Inside the Travel Habits of China’s High-Spending Millennials
Skift Take
Travel marketers everywhere are salivating over two major segments — Chinese and millennial tourists. Combine the two, and you’ve got the enormous Chinese millennial traveler market. Given its scope and spending power, this group is fueling the growth of global tourism.
Chinese Millennial Travelers, Where Next? is a new report from Jing Travel, done in conjunction with Carat and AMNET. It provides some clues as to what influences Chinese millennials to travel and their process of planning adventures. Through the Shanghai Data Exchange, the study was able to track eight and a half million Chinese millennials as the group navigated travel-related websites and travel apps.

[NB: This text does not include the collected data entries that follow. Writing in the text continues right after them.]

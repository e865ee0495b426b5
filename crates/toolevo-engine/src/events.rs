//! Progress event contract
//!
//! Event names and payload keys are a wire contract shared with the UI and
//! the replay log; the caller serializes events for transport and storage.

use crate::CandidateId;
use parking_lot::Mutex;
use serde::{Deserialize, Serialize};
use std::collections::BTreeMap;

/// Per-test-case outcome carried by [`ProgressEvent::Evaluation`]
#[derive(Debug, Clone, PartialEq, Serialize, Deserialize)]
pub struct EvaluationOutcome {
    pub correct: bool,
    pub selected: Option<String>,
    pub expected: String,
}

/// The failure a reflective mutation is reacting to
#[derive(Debug, Clone, PartialEq, Serialize, Deserialize)]
pub struct ReflectionFailure {
    pub query: String,
    pub expected: String,
    pub selected: Option<String>,
}

/// Terminal status of a candidate within one iteration
#[derive(Debug, Clone, Copy, PartialEq, Eq, Serialize, Deserialize)]
#[serde(rename_all = "lowercase")]
pub enum CandidateStatus {
    Accepted,
    Rejected,
}

/// Progress events emitted by the scheduler, evaluator and mutator
#[derive(Debug, Clone, PartialEq, Serialize, Deserialize)]
#[serde(tag = "type", rename_all = "snake_case")]
pub enum ProgressEvent {
    OptimizationStart {
        run_id: String,
    },
    IterationStart {
        iteration: u32,
        budget_consumed: usize,
    },
    ParentSelected {
        candidate_id: CandidateId,
        iteration: u32,
        global_score: f64,
    },
    MutationStart {
        candidate_id: CandidateId,
    },
    ReflectionStart {
        candidate_id: CandidateId,
        tool: String,
        #[serde(skip_serializing_if = "Option::is_none")]
        failure: Option<ReflectionFailure>,
    },
    ReflectionDone {
        candidate_id: CandidateId,
        tool: String,
        old_desc: String,
        new_desc: String,
    },
    Evaluation {
        candidate_id: CandidateId,
        test_case: String,
        result: EvaluationOutcome,
    },
    SubsampleEval {
        candidate_id: CandidateId,
        iteration: u32,
        offspring_score: f64,
        parent_score: f64,
        subsample_size: usize,
    },
    CandidateDone {
        candidate_id: CandidateId,
        iteration: u32,
        tool_descriptions: BTreeMap<String, String>,
        accuracy: f64,
        avg_length: f64,
        is_pareto: bool,
        status: CandidateStatus,
        #[serde(skip_serializing_if = "Option::is_none")]
        rejection_reason: Option<String>,
        #[serde(skip_serializing_if = "Option::is_none")]
        parent_id: Option<CandidateId>,
    },
    OffspringAccepted {
        candidate_id: CandidateId,
        accuracy: f64,
        avg_length: f64,
        archive_index: usize,
        parent_id: CandidateId,
        iteration: u32,
    },
    OffspringRejected {
        candidate_id: CandidateId,
        reason: String,
        iteration: u32,
    },
    ArchiveUpdate {
        archive_size: usize,
        budget_consumed: usize,
        accepted: usize,
        rejected: usize,
    },
    IterationDone {
        iteration: u32,
        budget_consumed: usize,
        archive_size: usize,
    },
    OptimizationComplete {
        run_id: String,
        archive_size: usize,
        budget_consumed: usize,
        accepted: usize,
        rejected: usize,
    },
    Error {
        message: String,
    },
}

impl ProgressEvent {
    /// Contract name of this event (the serde tag)
    pub fn name(&self) -> &'static str {
        match self {
            Self::OptimizationStart { .. } => "optimization_start",
            Self::IterationStart { .. } => "iteration_start",
            Self::ParentSelected { .. } => "parent_selected",
            Self::MutationStart { .. } => "mutation_start",
            Self::ReflectionStart { .. } => "reflection_start",
            Self::ReflectionDone { .. } => "reflection_done",
            Self::Evaluation { .. } => "evaluation",
            Self::SubsampleEval { .. } => "subsample_eval",
            Self::CandidateDone { .. } => "candidate_done",
            Self::OffspringAccepted { .. } => "offspring_accepted",
            Self::OffspringRejected { .. } => "offspring_rejected",
            Self::ArchiveUpdate { .. } => "archive_update",
            Self::IterationDone { .. } => "iteration_done",
            Self::OptimizationComplete { .. } => "optimization_complete",
            Self::Error { .. } => "error",
        }
    }
}

/// Synchronous event sink capability.
///
/// The transport (HTTP streaming, file, in-memory queue) is the caller's
/// concern; `emit` must not block on I/O.
pub trait EventSink: Send + Sync {
    fn emit(&self, event: ProgressEvent);
}

/// Sink that discards everything
pub struct NullSink;

impl EventSink for NullSink {
    fn emit(&self, _event: ProgressEvent) {}
}

/// Sink that records events in memory, for replay folding and tests
#[derive(Default)]
pub struct MemorySink {
    events: Mutex<Vec<ProgressEvent>>,
}

impl MemorySink {
    pub fn new() -> Self {
        Self::default()
    }

    /// Snapshot of everything emitted so far, in emission order
    pub fn events(&self) -> Vec<ProgressEvent> {
        self.events.lock().clone()
    }

    pub fn len(&self) -> usize {
        self.events.lock().len()
    }

    pub fn is_empty(&self) -> bool {
        self.events.lock().is_empty()
    }

    /// Events matching the given contract name
    pub fn named(&self, name: &str) -> Vec<ProgressEvent> {
        self.events
            .lock()
            .iter()
            .filter(|e| e.name() == name)
            .cloned()
            .collect()
    }
}

impl EventSink for MemorySink {
    fn emit(&self, event: ProgressEvent) {
        self.events.lock().push(event);
    }
}

#[cfg(test)]
mod tests {
    use super::*;

    #[test]
    fn test_event_tag_names_match_contract() {
        let event = ProgressEvent::OptimizationStart {
            run_id: "run-1".to_string(),
        };
        let json = serde_json::to_value(&event).unwrap();
        assert_eq!(json["type"], "optimization_start");
        assert_eq!(json["run_id"], "run-1");
        assert_eq!(event.name(), "optimization_start");
    }

    #[test]
    fn test_candidate_done_serialization() {
        let mut descriptions = BTreeMap::new();
        descriptions.insert("weather".to_string(), "Look up weather".to_string());

        let event = ProgressEvent::CandidateDone {
            candidate_id: "cand_1".to_string(),
            iteration: 3,
            tool_descriptions: descriptions,
            accuracy: 0.75,
            avg_length: 14.0,
            is_pareto: true,
            status: CandidateStatus::Accepted,
            rejection_reason: None,
            parent_id: Some("cand_0".to_string()),
        };

        let json = serde_json::to_value(&event).unwrap();
        assert_eq!(json["type"], "candidate_done");
        assert_eq!(json["status"], "accepted");
        assert_eq!(json["parent_id"], "cand_0");
        // absent optional keys are omitted entirely
        assert!(json.get("rejection_reason").is_none());
    }

    #[test]
    fn test_rejected_event_round_trip() {
        let event = ProgressEvent::OffspringRejected {
            candidate_id: "cand_2".to_string(),
            reason: "subsample score 0.200 below parent score 0.800".to_string(),
            iteration: 1,
        };

        let json = serde_json::to_string(&event).unwrap();
        let parsed: ProgressEvent = serde_json::from_str(&json).unwrap();
        assert_eq!(parsed, event);
    }

    #[test]
    fn test_memory_sink_records_in_order() {
        let sink = MemorySink::new();
        assert!(sink.is_empty());

        sink.emit(ProgressEvent::OptimizationStart {
            run_id: "r".to_string(),
        });
        sink.emit(ProgressEvent::IterationStart {
            iteration: 1,
            budget_consumed: 2,
        });

        let events = sink.events();
        assert_eq!(events.len(), 2);
        assert_eq!(events[0].name(), "optimization_start");
        assert_eq!(events[1].name(), "iteration_start");
        assert_eq!(sink.named("iteration_start").len(), 1);
    }

    #[test]
    fn test_null_sink_discards() {
        let sink = NullSink;
        sink.emit(ProgressEvent::Error {
            message: "ignored".to_string(),
        });
    }
}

The study breaks Chinese millennial travelers into three categories. The adventurous influencer is the smallest subset, but the most influential of the triad. This group is highly active on social media, and, as early adopters, many are opinion leaders. They’re interested in culture, food, art, music, and outdoor activities. They spend more than any other group on leisure travel, about 23 percent higher than the norm.
On the other side of the scale sit the culturally curious. The largest group of the three, its constituents are looking for cultural enrichment, interaction with locals, and experiences in nature.
Followers of fashion prioritize quality wherever they travel. The atmosphere of a destination is important, as is its status. Followers of fashion are more likely to travel to pursue trends and they are more driven than their peers by a desire to relax.
Add up all three categories and you have a varied set of travelers. In the first quarter of this year, outbound travel among Chinese millennial travelers increased 36 percent year-over-year with 62 million outbound visits, according to the China National Tourism Administration.
In order to understand their travel decision-making process, it’s important to follow their digital footprint. Chinese millennials get their information online, with 95 percent of them connecting via mobile devices to services like WeChat, QQ, and Weibo. The report also notes the impact key opinion leaders and celebrities have in influencing travel choices and overcoming hurdles like perceived safety issues.
The road map of the Chinese millennial decision-making process starts with interest triggered by influencers and vertical communities. Next comes inspiration, the point at which they browse for user-generated images and information while studying knowledge-sharing apps.
The study holds a couple other interesting insights. Ticket price is an important factor among Chinese millennials when choosing where to go, so offering discounted airfares is a good way to entice them to a destination.
Southeast Asia and Japan are the largest outbound markets for Chinese millennials. In the first half of 2017, the fastest-growing outbound markets were Russia, Denmark, and Sweden.